Material shown:
-- Opening Marker --

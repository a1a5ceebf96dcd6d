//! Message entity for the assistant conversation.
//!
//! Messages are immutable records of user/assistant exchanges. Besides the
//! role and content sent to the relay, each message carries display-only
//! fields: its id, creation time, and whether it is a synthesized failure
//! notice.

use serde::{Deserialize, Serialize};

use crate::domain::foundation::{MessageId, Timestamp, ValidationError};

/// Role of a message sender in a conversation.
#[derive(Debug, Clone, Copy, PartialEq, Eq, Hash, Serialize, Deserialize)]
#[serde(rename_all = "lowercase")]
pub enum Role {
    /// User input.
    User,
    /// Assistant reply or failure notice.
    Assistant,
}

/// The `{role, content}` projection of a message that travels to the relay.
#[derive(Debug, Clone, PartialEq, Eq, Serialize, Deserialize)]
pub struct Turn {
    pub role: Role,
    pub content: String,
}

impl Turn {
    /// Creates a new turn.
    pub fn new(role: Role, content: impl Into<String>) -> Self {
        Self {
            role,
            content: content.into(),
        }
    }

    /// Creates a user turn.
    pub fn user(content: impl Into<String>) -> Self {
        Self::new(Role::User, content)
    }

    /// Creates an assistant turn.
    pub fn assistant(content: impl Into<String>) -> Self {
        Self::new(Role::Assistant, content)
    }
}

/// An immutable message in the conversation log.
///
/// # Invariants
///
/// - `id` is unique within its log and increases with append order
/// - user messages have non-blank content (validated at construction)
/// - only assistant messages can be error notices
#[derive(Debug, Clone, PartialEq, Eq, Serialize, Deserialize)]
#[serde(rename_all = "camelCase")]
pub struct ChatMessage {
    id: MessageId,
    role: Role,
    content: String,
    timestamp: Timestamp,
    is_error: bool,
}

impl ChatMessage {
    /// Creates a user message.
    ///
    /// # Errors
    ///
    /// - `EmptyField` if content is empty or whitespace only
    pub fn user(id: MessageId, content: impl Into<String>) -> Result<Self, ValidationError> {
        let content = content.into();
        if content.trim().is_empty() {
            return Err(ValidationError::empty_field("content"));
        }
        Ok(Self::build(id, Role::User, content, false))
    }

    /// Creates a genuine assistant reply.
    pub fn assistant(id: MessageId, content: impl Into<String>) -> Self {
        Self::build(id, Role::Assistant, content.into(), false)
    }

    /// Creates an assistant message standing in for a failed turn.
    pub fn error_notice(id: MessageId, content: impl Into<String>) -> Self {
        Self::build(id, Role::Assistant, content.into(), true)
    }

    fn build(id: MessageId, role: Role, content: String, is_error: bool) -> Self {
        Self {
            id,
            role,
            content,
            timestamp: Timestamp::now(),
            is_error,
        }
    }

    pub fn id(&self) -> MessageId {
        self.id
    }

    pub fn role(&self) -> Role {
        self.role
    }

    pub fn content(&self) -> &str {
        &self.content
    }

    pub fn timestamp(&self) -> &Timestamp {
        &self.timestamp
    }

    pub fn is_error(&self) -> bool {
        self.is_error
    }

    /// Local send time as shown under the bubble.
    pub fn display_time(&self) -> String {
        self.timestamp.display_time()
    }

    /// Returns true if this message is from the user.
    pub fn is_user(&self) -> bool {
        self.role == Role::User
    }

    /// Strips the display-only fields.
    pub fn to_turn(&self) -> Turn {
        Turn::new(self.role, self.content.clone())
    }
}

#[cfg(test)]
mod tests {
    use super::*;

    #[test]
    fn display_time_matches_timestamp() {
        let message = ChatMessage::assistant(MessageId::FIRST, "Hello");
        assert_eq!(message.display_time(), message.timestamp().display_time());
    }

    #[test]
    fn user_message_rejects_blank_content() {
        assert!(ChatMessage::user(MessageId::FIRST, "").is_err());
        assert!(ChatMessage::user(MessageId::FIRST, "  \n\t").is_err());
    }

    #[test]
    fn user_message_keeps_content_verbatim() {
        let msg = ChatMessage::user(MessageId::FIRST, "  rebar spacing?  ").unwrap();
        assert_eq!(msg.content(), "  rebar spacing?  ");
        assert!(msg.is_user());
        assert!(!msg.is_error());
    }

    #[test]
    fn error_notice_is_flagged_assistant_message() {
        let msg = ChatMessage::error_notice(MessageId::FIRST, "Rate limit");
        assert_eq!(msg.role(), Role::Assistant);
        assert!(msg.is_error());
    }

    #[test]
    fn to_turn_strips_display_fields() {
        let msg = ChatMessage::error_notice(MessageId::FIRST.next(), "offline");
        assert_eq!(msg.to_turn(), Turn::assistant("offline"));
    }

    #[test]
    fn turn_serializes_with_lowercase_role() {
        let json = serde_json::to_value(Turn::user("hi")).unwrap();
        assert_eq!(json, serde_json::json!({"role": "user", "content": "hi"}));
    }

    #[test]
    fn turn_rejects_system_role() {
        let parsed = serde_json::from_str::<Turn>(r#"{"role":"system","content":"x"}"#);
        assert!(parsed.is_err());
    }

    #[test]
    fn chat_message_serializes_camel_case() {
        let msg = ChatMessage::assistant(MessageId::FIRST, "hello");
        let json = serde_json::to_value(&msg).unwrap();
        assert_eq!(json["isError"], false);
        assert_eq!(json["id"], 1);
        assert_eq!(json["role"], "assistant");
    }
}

-- Closing Marker --

Your assignment:
Each line in the listing above that includes "relay" is to be copied.

Task result:
//! role and content sent to the relay, each message carries display-only
/// The `{role, content}` projection of a message that travels to the relay.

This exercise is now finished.